#### [INSTRUCTIONS FOR THE TASK]
How many lines in the material below include the string "usize"? Only the number should be given.

#### [AVAILABLE RECORDS]
■ ■ ■ ■ ■
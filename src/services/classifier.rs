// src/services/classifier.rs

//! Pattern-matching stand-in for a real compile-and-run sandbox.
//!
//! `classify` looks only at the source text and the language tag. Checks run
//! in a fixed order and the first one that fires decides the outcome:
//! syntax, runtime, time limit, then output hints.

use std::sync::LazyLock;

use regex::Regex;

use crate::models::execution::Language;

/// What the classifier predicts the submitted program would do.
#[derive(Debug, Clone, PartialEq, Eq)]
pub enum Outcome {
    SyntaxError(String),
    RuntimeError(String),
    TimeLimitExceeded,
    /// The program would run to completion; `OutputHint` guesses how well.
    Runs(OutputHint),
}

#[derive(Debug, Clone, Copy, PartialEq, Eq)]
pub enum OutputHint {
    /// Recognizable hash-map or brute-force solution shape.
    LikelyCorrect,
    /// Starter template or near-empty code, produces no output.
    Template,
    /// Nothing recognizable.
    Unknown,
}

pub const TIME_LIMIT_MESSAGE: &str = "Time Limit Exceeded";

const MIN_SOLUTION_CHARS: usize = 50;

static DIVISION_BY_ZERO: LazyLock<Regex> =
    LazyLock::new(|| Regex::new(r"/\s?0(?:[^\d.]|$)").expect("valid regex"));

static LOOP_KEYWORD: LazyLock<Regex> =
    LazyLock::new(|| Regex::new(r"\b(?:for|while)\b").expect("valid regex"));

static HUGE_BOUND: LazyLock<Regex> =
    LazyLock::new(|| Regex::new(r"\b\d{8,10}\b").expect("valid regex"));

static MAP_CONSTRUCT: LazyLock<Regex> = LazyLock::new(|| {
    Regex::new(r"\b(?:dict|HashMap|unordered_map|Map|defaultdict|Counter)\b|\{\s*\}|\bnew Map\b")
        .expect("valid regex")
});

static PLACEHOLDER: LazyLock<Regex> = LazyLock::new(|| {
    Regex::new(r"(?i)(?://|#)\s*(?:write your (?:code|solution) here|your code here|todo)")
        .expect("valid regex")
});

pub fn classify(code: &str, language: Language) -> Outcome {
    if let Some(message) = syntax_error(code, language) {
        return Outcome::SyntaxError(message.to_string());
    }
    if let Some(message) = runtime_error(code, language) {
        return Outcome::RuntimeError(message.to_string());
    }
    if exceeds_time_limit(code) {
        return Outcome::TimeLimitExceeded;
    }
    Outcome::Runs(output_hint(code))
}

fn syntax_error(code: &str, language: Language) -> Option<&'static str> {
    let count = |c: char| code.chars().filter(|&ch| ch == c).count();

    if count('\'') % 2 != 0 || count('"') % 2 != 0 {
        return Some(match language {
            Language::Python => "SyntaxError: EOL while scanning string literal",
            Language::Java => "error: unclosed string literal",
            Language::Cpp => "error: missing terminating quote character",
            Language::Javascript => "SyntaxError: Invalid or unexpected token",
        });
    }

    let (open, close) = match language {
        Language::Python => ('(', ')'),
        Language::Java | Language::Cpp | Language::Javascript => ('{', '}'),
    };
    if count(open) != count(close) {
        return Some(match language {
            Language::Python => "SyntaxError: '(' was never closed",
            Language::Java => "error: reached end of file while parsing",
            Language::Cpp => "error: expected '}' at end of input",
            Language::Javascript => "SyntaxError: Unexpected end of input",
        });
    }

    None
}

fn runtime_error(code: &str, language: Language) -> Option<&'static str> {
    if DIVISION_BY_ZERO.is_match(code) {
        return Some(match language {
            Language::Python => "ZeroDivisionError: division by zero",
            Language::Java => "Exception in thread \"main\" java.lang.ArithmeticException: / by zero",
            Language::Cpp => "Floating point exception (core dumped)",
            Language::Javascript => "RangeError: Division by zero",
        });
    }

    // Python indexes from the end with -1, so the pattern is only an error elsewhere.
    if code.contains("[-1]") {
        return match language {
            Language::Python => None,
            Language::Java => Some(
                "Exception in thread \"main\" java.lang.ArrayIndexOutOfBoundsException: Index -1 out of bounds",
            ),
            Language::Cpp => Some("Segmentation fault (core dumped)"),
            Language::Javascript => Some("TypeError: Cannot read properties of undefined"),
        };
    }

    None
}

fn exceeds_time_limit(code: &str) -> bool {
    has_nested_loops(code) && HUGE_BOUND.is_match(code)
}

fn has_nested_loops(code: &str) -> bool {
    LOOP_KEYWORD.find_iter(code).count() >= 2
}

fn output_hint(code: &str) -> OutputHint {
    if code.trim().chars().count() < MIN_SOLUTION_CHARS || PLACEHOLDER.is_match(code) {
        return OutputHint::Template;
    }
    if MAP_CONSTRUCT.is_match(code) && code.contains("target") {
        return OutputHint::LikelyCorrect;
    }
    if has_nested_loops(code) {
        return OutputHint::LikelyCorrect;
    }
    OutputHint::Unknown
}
■ ■ ■ ■ ■
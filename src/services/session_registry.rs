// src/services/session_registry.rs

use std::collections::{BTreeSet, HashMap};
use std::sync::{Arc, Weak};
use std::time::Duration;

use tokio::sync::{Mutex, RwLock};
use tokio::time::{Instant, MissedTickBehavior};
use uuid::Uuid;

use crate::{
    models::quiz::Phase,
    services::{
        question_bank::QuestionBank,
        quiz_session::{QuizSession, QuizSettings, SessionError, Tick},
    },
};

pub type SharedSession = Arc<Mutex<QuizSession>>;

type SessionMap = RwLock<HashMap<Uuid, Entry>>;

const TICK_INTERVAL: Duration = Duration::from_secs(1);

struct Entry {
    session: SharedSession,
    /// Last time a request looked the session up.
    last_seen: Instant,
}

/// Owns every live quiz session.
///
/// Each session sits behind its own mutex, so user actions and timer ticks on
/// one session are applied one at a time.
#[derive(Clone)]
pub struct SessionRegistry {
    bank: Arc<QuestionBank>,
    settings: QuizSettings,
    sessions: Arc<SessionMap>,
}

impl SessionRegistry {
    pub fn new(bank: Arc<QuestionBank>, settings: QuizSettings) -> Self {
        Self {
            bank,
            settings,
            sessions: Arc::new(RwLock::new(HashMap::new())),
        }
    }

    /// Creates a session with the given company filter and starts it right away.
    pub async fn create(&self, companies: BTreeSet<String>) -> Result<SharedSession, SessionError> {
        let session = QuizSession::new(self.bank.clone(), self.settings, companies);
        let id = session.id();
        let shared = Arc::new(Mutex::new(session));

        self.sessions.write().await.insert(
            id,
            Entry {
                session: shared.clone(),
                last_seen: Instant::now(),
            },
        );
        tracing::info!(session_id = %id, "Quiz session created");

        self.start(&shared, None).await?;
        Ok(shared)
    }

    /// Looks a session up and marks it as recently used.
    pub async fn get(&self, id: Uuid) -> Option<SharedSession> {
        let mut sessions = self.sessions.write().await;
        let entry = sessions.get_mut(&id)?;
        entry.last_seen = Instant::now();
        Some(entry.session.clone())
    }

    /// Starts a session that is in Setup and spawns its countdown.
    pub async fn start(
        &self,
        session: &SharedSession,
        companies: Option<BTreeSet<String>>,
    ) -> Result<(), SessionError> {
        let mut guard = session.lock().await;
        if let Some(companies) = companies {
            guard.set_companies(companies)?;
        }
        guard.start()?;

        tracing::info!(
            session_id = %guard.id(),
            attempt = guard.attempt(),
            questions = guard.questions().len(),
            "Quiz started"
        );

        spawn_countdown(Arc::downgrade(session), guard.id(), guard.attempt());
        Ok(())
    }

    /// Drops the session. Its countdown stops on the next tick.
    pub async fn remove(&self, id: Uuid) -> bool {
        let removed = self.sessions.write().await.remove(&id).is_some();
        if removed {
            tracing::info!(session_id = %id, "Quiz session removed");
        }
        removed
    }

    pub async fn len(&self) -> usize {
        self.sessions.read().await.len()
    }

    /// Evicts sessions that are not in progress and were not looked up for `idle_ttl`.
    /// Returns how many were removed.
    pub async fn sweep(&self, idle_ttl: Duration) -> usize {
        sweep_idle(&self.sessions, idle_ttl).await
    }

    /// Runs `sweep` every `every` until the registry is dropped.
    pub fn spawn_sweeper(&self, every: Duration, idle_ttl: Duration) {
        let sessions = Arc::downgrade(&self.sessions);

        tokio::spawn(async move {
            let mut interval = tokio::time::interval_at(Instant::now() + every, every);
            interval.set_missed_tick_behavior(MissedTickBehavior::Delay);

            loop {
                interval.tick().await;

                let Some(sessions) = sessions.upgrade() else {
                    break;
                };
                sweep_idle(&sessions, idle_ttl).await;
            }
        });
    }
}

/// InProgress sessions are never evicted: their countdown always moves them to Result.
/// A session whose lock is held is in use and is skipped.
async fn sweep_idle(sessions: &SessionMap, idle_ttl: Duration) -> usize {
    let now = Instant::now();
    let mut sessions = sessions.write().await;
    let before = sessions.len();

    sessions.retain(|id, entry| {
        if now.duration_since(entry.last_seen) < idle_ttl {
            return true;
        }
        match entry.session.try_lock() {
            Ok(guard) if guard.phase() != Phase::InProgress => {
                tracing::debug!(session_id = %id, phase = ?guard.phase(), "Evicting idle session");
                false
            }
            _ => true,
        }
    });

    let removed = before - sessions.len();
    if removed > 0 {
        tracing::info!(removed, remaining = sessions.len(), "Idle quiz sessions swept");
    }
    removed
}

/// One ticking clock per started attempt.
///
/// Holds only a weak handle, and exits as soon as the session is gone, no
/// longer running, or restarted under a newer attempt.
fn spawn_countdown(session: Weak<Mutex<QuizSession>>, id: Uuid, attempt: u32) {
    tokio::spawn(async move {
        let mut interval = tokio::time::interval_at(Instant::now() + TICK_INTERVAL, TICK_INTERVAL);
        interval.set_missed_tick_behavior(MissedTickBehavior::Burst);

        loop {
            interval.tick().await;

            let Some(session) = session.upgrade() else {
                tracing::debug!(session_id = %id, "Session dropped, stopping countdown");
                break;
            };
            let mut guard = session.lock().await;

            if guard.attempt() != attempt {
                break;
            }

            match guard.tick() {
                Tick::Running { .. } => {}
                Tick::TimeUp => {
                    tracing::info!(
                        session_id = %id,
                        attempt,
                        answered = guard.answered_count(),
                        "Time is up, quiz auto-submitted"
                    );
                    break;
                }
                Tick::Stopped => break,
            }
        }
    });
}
■ ■ ■ ■ ■
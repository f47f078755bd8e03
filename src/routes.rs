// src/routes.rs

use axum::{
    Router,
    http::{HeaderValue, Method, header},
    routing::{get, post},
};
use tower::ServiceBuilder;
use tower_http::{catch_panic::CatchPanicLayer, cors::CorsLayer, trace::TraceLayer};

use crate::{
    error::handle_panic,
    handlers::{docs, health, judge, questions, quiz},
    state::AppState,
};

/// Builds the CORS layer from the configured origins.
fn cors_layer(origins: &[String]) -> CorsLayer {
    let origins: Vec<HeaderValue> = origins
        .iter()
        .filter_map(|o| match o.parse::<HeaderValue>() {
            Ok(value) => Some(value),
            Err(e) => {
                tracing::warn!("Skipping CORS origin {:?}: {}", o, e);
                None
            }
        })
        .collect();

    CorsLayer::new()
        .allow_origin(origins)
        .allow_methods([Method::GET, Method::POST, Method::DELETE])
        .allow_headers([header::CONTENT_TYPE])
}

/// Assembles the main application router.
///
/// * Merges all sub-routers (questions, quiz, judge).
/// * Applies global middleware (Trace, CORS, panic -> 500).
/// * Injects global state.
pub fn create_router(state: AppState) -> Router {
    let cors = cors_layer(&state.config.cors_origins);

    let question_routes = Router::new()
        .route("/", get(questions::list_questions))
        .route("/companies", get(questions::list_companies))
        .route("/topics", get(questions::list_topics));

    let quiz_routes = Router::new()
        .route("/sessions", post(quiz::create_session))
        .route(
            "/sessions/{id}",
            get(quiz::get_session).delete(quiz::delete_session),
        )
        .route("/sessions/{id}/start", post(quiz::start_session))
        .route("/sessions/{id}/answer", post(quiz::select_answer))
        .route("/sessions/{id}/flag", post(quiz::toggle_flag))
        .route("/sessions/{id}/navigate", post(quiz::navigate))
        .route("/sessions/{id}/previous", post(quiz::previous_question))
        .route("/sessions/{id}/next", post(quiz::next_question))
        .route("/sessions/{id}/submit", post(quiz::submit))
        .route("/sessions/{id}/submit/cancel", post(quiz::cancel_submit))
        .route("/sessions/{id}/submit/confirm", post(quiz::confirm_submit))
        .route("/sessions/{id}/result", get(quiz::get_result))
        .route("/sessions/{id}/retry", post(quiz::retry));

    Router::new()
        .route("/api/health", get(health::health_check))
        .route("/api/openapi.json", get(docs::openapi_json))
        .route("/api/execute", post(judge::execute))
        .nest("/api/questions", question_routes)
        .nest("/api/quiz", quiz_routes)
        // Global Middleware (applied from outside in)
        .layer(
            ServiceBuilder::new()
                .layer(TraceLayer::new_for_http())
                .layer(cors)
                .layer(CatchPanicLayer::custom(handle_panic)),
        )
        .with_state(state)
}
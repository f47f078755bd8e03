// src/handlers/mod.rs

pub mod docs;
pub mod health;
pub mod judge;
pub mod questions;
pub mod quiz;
■ ■ ■ ■ ■
#### [RESULT FOR THIS EXERCISE]
4